Fig. 2: Convergence of statistical estimates for 1440-spin lattice.

a The QA protocol alternates between equilibration and readout, forming a chain of annealing cycles, each containing a pause of length t_p during which relaxation occurs in the simulated model, parameterized by s^* (Supplementary Information).
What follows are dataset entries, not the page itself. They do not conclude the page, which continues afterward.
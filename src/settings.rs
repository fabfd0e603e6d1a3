use std::path::PathBuf;

const DEFAULT_PORT: u16 = 8080;
const DEFAULT_DATA_DIR: &str = "./data";

#[derive(Debug, Clone, PartialEq)]
pub struct Settings {
    pub port: u16,
    pub data_dir: PathBuf,
    /// Theme assumed until a page reports its own.
    pub dark_theme: bool,
}

impl Settings {
    pub fn from_env() -> Self {
        Self::from_lookup(|name| std::env::var(name).ok())
    }

    fn from_lookup(lookup: impl Fn(&str) -> Option<String>) -> Self {
        let port = lookup("PORT")
            .and_then(|p| p.parse().ok())
            .unwrap_or(DEFAULT_PORT);

        let data_dir = lookup("COLOR_GENERATOR_DATA_DIR")
            .filter(|dir| !dir.is_empty())
            .unwrap_or_else(|| DEFAULT_DATA_DIR.to_string())
            .into();

        let dark_theme = lookup("COLOR_GENERATOR_DARK_THEME")
            .map(|v| matches!(v.to_ascii_lowercase().as_str(), "1" | "true" | "yes" | "dark"))
            .unwrap_or(false);

        Self {
            port,
            data_dir,
            dark_theme,
        }
    }
}

#[cfg(test)]
mod tests {
    use super::*;
    use std::collections::HashMap;

    fn settings(vars: &[(&str, &str)]) -> Settings {
        let vars: HashMap<String, String> = vars
            .iter()
            .map(|(k, v)| (k.to_string(), v.to_string()))
            .collect();
        Settings::from_lookup(|name| vars.get(name).cloned())
    }

    #[test]
    fn test_defaults() {
        assert_eq!(
            settings(&[]),
            Settings {
                port: 8080,
                data_dir: PathBuf::from("./data"),
                dark_theme: false,
            }
        );
    }

    #[test]
    fn test_overrides() {
        let s = settings(&[
            ("PORT", "3000"),
            ("COLOR_GENERATOR_DATA_DIR", "/var/lib/colors"),
            ("COLOR_GENERATOR_DARK_THEME", "True"),
        ]);
        assert_eq!(s.port, 3000);
        assert_eq!(s.data_dir, PathBuf::from("/var/lib/colors"));
        assert!(s.dark_theme);
    }

    #[test]
    fn test_bad_port_falls_back() {
        assert_eq!(settings(&[("PORT", "http")]).port, 8080);
    }
}
use crate::models::{SseEvent, StyleEvent};
use futures_util::stream::Stream;
use std::collections::BTreeMap;
use std::pin::Pin;
use std::sync::{Arc, Mutex, PoisonError};
use tokio::sync::broadcast;
use tracing::{debug, warn};

const CHANNEL_CAPACITY: usize = 100;

type Properties = Arc<Mutex<BTreeMap<String, String>>>;

/// The page's root style scope, mirrored to every connected page.
pub struct PreviewChannel {
    sender: broadcast::Sender<SseEvent>,
    properties: Properties,
}

impl Default for PreviewChannel {
    fn default() -> Self {
        Self::new()
    }
}

impl PreviewChannel {
    pub fn new() -> Self {
        let (sender, _) = broadcast::channel(CHANNEL_CAPACITY);
        Self {
            sender,
            properties: Arc::new(Mutex::new(BTreeMap::new())),
        }
    }

    pub fn subscriber_count(&self) -> usize {
        self.sender.receiver_count()
    }

    #[cfg(test)]
    pub fn property(&self, name: &str) -> Option<String> {
        self.snapshot().remove(name)
    }

    pub fn snapshot(&self) -> BTreeMap<String, String> {
        snapshot_of(&self.properties)
    }

    /// Set a custom property; only actual changes are broadcast.
    pub fn set_property(&self, name: &str, value: String) {
        {
            let mut properties = self
                .properties
                .lock()
                .unwrap_or_else(PoisonError::into_inner);
            if properties.get(name) == Some(&value) {
                return;
            }
            properties.insert(name.to_string(), value.clone());
        }

        // No subscribers is fine
        let _ = self.sender.send(style_event(name, value));
    }

    /// Current styles first, then live changes. A subscriber that lags far
    /// enough to lose events is sent the whole current snapshot again.
    pub fn subscribe(&self) -> Pin<Box<dyn Stream<Item = SseEvent> + Send>> {
        // Subscribe before taking the snapshot so nothing falls in between
        let mut receiver = self.sender.subscribe();
        let properties = self.properties.clone();

        Box::pin(async_stream::stream! {
            for (name, value) in snapshot_of(&properties) {
                yield style_event(&name, value);
            }

            loop {
                match receiver.recv().await {
                    Ok(event) => {
                        yield event;
                    }
                    Err(broadcast::error::RecvError::Lagged(skipped)) => {
                        warn!("Preview stream lagged by {} events, resending styles", skipped);
                        for (name, value) in snapshot_of(&properties) {
                            yield style_event(&name, value);
                        }
                    }
                    Err(broadcast::error::RecvError::Closed) => break,
                }
            }
            debug!("Preview stream closed");
        })
    }
}

fn snapshot_of(properties: &Properties) -> BTreeMap<String, String> {
    properties
        .lock()
        .unwrap_or_else(PoisonError::into_inner)
        .clone()
}

fn style_event(name: &str, value: String) -> SseEvent {
    let event = StyleEvent {
        property: name.to_string(),
        value,
        time: chrono::Utc::now().timestamp_millis(),
    };
    SseEvent {
        event_type: "style".to_string(),
        data: serde_json::to_string(&event).unwrap_or_default(),
    }
}
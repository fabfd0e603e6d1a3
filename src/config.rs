use crate::color_utils::HexColor;
use crate::shades::{ShadeRole, ShadeSpec, ShadeTable};
use serde::Serialize;
use serde_json::{Map, Value};
use std::collections::BTreeMap;
use tracing::debug;

/// Key of the persisted slot holding the widget configuration.
pub const STORAGE_KEY: &str = "ifm-theme-colors";

pub const DEFAULT_BASE_COLOR: HexColor = HexColor::from_rgb(0x25, 0xc2, 0xa0);
pub const DEFAULT_LIGHT_BACKGROUND: HexColor = HexColor::from_rgb(0xff, 0xff, 0xff);
pub const DEFAULT_DARK_BACKGROUND: HexColor = HexColor::from_rgb(0x18, 0x19, 0x20);

#[derive(Debug, Clone, PartialEq)]
pub struct Configuration {
    pub base_color: HexColor,
    pub light_background: HexColor,
    pub dark_background: HexColor,
    pub shades: ShadeTable,
}

impl Default for Configuration {
    fn default() -> Self {
        Self {
            base_color: DEFAULT_BASE_COLOR,
            light_background: DEFAULT_LIGHT_BACKGROUND,
            dark_background: DEFAULT_DARK_BACKGROUND,
            shades: ShadeTable::default(),
        }
    }
}

#[derive(Debug, Serialize)]
#[serde(rename_all = "camelCase")]
struct StoredShade {
    adjustment: f64,
    adjustment_input: String,
    display_order: usize,
    code_order: usize,
}

#[derive(Debug, Serialize)]
#[serde(rename_all = "camelCase")]
struct StoredConfiguration {
    base_color: String,
    light_background: String,
    dark_background: String,
    shades: BTreeMap<&'static str, StoredShade>,
}

impl Configuration {
    /// Decode persisted text. Each field that is missing or malformed falls
    /// back to its default on its own; this never fails.
    pub fn from_stored(text: Option<&str>) -> Self {
        let mut config = Self::default();
        let Some(text) = text else {
            return config;
        };

        let fields = match serde_json::from_str::<Value>(text) {
            Ok(Value::Object(fields)) => fields,
            Ok(_) | Err(_) => {
                debug!("Stored configuration is not an object, using defaults");
                return config;
            }
        };

        if let Some(color) = color_field(&fields, "baseColor") {
            config.base_color = color;
        }
        if let Some(color) = color_field(&fields, "lightBackground") {
            config.light_background = color;
        }
        if let Some(color) = color_field(&fields, "darkBackground") {
            config.dark_background = color;
        }

        if let Some(Value::Object(shades)) = fields.get("shades") {
            for (name, value) in shades {
                let Some(role) = ShadeRole::from_variable_name(name) else {
                    debug!("Ignoring stored shade {}", name);
                    continue;
                };
                // The primary shade is always the base color itself
                if !role.is_editable() {
                    continue;
                }
                if let Some(spec) = stored_shade(role, value) {
                    config.shades.set(spec);
                }
            }
        }

        config
    }

    pub fn to_stored(&self) -> String {
        let stored = StoredConfiguration {
            base_color: self.base_color.to_hex(),
            light_background: self.light_background.to_hex(),
            dark_background: self.dark_background.to_hex(),
            shades: self
                .shades
                .iter()
                .map(|spec| {
                    (
                        spec.role.variable_name(),
                        StoredShade {
                            adjustment: spec.adjustment(),
                            adjustment_input: spec.adjustment_input().to_string(),
                            display_order: spec.role.display_order(),
                            code_order: spec.role.code_order(),
                        },
                    )
                })
                .collect(),
        };
        // Only strings, finite floats and integers: serialization cannot fail
        serde_json::to_string(&stored).unwrap_or_default()
    }
}

fn color_field(fields: &Map<String, Value>, name: &str) -> Option<HexColor> {
    let parsed = fields.get(name)?.as_str()?.parse().ok();
    if parsed.is_none() {
        debug!("Stored {} is not a color, using default", name);
    }
    parsed
}

fn stored_shade(role: ShadeRole, value: &Value) -> Option<ShadeSpec> {
    let adjustment = value.get("adjustment")?.as_f64()?;
    let input = match value.get("adjustmentInput").and_then(Value::as_str) {
        Some(input) => input.to_string(),
        // Four decimal places of a percentage; hides binary float noise
        None => ((adjustment * 1e6).round() / 1e4).to_string(),
    };
    Some(ShadeSpec::new(role, adjustment, input))
}
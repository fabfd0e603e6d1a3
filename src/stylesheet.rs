use crate::config::{Configuration, DEFAULT_DARK_BACKGROUND, DEFAULT_LIGHT_BACKGROUND};
use crate::shades::{PaletteEntry, BACKGROUND_VARIABLE};
use std::fmt::Write;

const HEADER_COMMENT: &str = "/* You can override the default Infima variables here. */";

pub const DARK_THEME_SELECTOR: &str = "[data-theme='dark']";

/// Render the copy-paste stylesheet block for the given palette.
///
/// Declarations follow code order whatever order `palette` is in. Background
/// overrides only appear for backgrounds that differ from the defaults.
pub fn generate(config: &Configuration, palette: &[PaletteEntry]) -> String {
    let mut entries: Vec<&PaletteEntry> = palette.iter().collect();
    entries.sort_by_key(|entry| entry.role.code_order());

    let mut css = String::from(HEADER_COMMENT);
    css.push_str("\n:root {\n");
    for entry in entries {
        let _ = writeln!(css, "  {}: {};", entry.role.variable_name(), entry.hex());
    }
    if config.light_background != DEFAULT_LIGHT_BACKGROUND {
        let _ = writeln!(
            css,
            "  {}: {};",
            BACKGROUND_VARIABLE,
            config.light_background.to_hex()
        );
    }
    css.push_str("}\n");

    if config.dark_background != DEFAULT_DARK_BACKGROUND {
        let _ = write!(
            css,
            "\n{} {{\n  {}: {};\n}}\n",
            DARK_THEME_SELECTOR,
            BACKGROUND_VARIABLE,
            config.dark_background.to_hex()
        );
    }

    css
}
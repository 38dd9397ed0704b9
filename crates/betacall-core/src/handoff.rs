//! Social sign-up hand-off.
//!
//! When a third-party login completes for an account that does not exist yet,
//! the client is sent back to the sign-up page with the identity-provider
//! profile pre-filled. The `socialMedia` query key marks that URL as a
//! legitimate mid-flow deep link; the edge gate whitelists the same key when
//! it canonicalizes sign-up URLs.

use std::fmt;
use std::str::FromStr;

use serde::{Deserialize, Serialize};
use thiserror::Error;
use url::form_urlencoded;

/// Supported third-party identity providers.
#[derive(Debug, Clone, Copy, PartialEq, Eq, Serialize, Deserialize)]
#[serde(rename_all = "lowercase")]
pub enum SocialProvider {
    /// Google OAuth.
    Google,
    /// Facebook OAuth.
    Facebook,
}

impl SocialProvider {
    /// The provider name as it appears in URLs and API payloads.
    #[must_use]
    pub const fn as_str(self) -> &'static str {
        match self {
            Self::Google => "google",
            Self::Facebook => "facebook",
        }
    }
}

impl fmt::Display for SocialProvider {
    fn fmt(&self, f: &mut fmt::Formatter<'_>) -> fmt::Result {
        f.write_str(self.as_str())
    }
}

impl FromStr for SocialProvider {
    type Err = HandoffError;

    fn from_str(s: &str) -> Result<Self, Self::Err> {
        match s {
            "google" => Ok(Self::Google),
            "facebook" => Ok(Self::Facebook),
            other => Err(HandoffError::UnknownProvider(other.to_string())),
        }
    }
}

/// Errors from parsing a hand-off out of a query string.
#[derive(Debug, Clone, PartialEq, Eq, Error)]
pub enum HandoffError {
    /// The provider name is not one we integrate with.
    #[error("unknown identity provider: {0}")]
    UnknownProvider(String),

    /// A required hand-off field is absent from the query.
    #[error("missing hand-off field: {0}")]
    MissingField(&'static str),
}

/// Identity-provider profile carried through the sign-up resume deep link.
#[derive(Debug, Clone, PartialEq, Eq)]
pub struct SocialHandoff {
    /// Which provider authenticated the user.
    pub provider: SocialProvider,
    /// Email address reported by the provider.
    pub email: String,
    /// Given name reported by the provider.
    pub first_name: String,
    /// Family name reported by the provider.
    pub last_name: String,
    /// The provider-side account ID.
    pub social_id: String,
}

impl SocialHandoff {
    /// Query key that marks a sign-up URL as mid-social-flow.
    pub const QUERY_KEY: &'static str = "socialMedia";

    /// Serialize to the sign-up resume query string (no leading `?`).
    ///
    /// The resume always lands on step 2: step 1 collects the credentials the
    /// provider already vouched for.
    #[must_use]
    pub fn to_query(&self) -> String {
        form_urlencoded::Serializer::new(String::new())
            .append_pair(Self::QUERY_KEY, self.provider.as_str())
            .append_pair("step", "2")
            .append_pair("email", &self.email)
            .append_pair("firstName", &self.first_name)
            .append_pair("lastName", &self.last_name)
            .append_pair("socialId", &self.social_id)
            .finish()
    }

    /// Build the full sign-up resume URL under the given sign-up path.
    #[must_use]
    pub fn sign_up_url(&self, sign_up_path: &str) -> String {
        format!("{sign_up_path}?{}", self.to_query())
    }

    /// Parse a hand-off back out of a query string (leading `?` accepted).
    ///
    /// Duplicate keys resolve to the last occurrence.
    ///
    /// # Errors
    ///
    /// Returns a [`HandoffError`] if the provider is unknown or a required
    /// field is missing. The `step` key is ignored on input.
    pub fn from_query(query: &str) -> Result<Self, HandoffError> {
        let query = query.strip_prefix('?').unwrap_or(query);

        let mut provider = None;
        let mut email = None;
        let mut first_name = None;
        let mut last_name = None;
        let mut social_id = None;

        for (key, value) in form_urlencoded::parse(query.as_bytes()) {
            match key.as_ref() {
                Self::QUERY_KEY => provider = Some(SocialProvider::from_str(&value)?),
                "email" => email = Some(value.into_owned()),
                "firstName" => first_name = Some(value.into_owned()),
                "lastName" => last_name = Some(value.into_owned()),
                "socialId" => social_id = Some(value.into_owned()),
                _ => {}
            }
        }

        Ok(Self {
            provider: provider.ok_or(HandoffError::MissingField(Self::QUERY_KEY))?,
            email: email.ok_or(HandoffError::MissingField("email"))?,
            first_name: first_name.ok_or(HandoffError::MissingField("firstName"))?,
            last_name: last_name.ok_or(HandoffError::MissingField("lastName"))?,
            social_id: social_id.ok_or(HandoffError::MissingField("socialId"))?,
        })
    }
}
This breaks the simulation into discrete units, allowing observation of QA equilibration as in the Markov-chain PIMC simulation. b Starting from ordered, CCW, and CW initial conditions (Fig. 1), time-dependent QA and PIMC estimates of the order parameter \(\left\langle m(t)\right\rangle\) converge to terminal values \(\left\langle m\right\rangle\) for parameters Γ/J = 0.736 and T/J = 0.244. Fit lines show exponential convergence to equilibrium from each initial conditions. c QA estimates of \(\left\langle m\right\rangle\) closely agree with quenched PIMC results (with local excitations removed) over a range of temperatures for Γ/J = 0.736, for two mappings of the lattice onto the QA processor. We attribute the underestimate of 0.01 at low temperatures to disorder in the Hamiltonian (Supplementary Information). d Histograms of m at high and low temperatures for Γ/J = 0.736 show accurate simulation of the entire distribution. e Topological winding from higher-order Fourier weights (Supplementary Information) shows that QA accurately simulates a subtle temperature-dependent preference between CCW (positive) and CW (negative) winding (lines = PIMC, symbols = QA). All error bars are 95% confidence interval on the mean.